L'ange finit, et Adam lui répliqua pour la dernière fois:
«Combien ta prédiction, ô bienheureux voyant, a mesuré vite ce monde passager, la course du temps jusqu'au jour où il s'arrêtera fixé! au-delà, tout est abîme, éternité, dont l'œil ne peut atteindre la fin! Grandement instruit, je partirai d'ici, grandement en paix de pensée, et je suis rempli de connaissances autant que ce vase peut en contenir; aspirer au delà a été ma folie.
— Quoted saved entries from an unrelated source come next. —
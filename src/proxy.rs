//! Single-shot streaming forward to the upstream completion endpoint.
//!
//! Neither body is buffered: the inbound body is handed to reqwest as a
//! stream, and the upstream body is handed back to axum as a stream. Dropping
//! the returned response drops the upstream stream and with it the upstream
//! connection.

use axum::body::Body;
use axum::http::{HeaderMap, header};
use axum::response::Response;
use futures_util::StreamExt;
use std::time::Instant;
use tracing::{debug, warn};

use crate::cors::allow_any_origin;
use crate::error::{GatewayError, Result};
use crate::metrics::{UPSTREAM_ERRORS, UPSTREAM_LATENCY};
use crate::state::Upstream;

// Connection-scoped headers that must not be relayed
const HOP_BY_HOP: [&str; 5] = [
    "connection",
    "keep-alive",
    "proxy-connection",
    "transfer-encoding",
    "upgrade",
];

pub async fn forward(
    client: &reqwest::Client,
    upstream: &Upstream,
    body: Body,
) -> Result<Response> {
    let start_time = Instant::now();

    let result = client
        .post(&upstream.url)
        .bearer_auth(&upstream.api_key)
        .header(header::CONTENT_TYPE, "application/json")
        // responses are per request, never let an edge cache share them
        .header(header::CACHE_CONTROL, "no-cache, no-store")
        .header(header::PRAGMA, "no-cache")
        .body(reqwest::Body::wrap_stream(body.into_data_stream()))
        .send()
        .await;

    let upstream_res = match result {
        Ok(res) => res,
        Err(e) => {
            UPSTREAM_ERRORS.inc();
            return Err(GatewayError::from(e));
        }
    };
    UPSTREAM_LATENCY.observe(start_time.elapsed().as_secs_f64());

    let status = upstream_res.status();
    debug!(%status, "upstream responded");

    let mut headers = upstream_res.headers().clone();
    strip_hop_by_hop(&mut headers);
    allow_any_origin(&mut headers);

    let stream = upstream_res.bytes_stream().inspect(|chunk| {
        if let Err(e) = chunk {
            UPSTREAM_ERRORS.inc();
            warn!(error = %e, "upstream body stream failed");
        }
    });

    let mut response = Response::new(Body::from_stream(stream));
    *response.status_mut() = status;
    *response.headers_mut() = headers;
    Ok(response)
}

fn strip_hop_by_hop(headers: &mut HeaderMap) {
    // headers named by `Connection` are hop-by-hop too
    let named: Vec<String> = headers
        .get_all(header::CONNECTION)
        .iter()
        .filter_map(|value| value.to_str().ok())
        .flat_map(|value| value.split(','))
        .map(|name| name.trim().to_ascii_lowercase())
        .filter(|name| !name.is_empty())
        .collect();

    for name in HOP_BY_HOP.iter().copied().chain(named.iter().map(String::as_str)) {
        headers.remove(name);
    }
}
J'apprends de ceci que le mieux est d'obéir, d'aimer Dieu seul avec crainte, de marcher comme en sa présence, de reconnaître sans cesse sa providence, de ne dépendre que de lui, miséricordieux pour tous ses ouvrages surmontant toujours le mal par le bien, par de petites choses accomplissant les grandes, par des moyens réputés faibles renversant la force du monde, et le sage du monde, par la simplicité de l'humble: je sais désormais que souffrir pour la cause de la vérité c'est s'élever par la force à la plus haute victoire, et que pour le fidèle la mort est la porte de la vie; je suis instruit de cela par l'exemple de celui que je reconnais à présent pour mon Rédempteur à jamais béni.»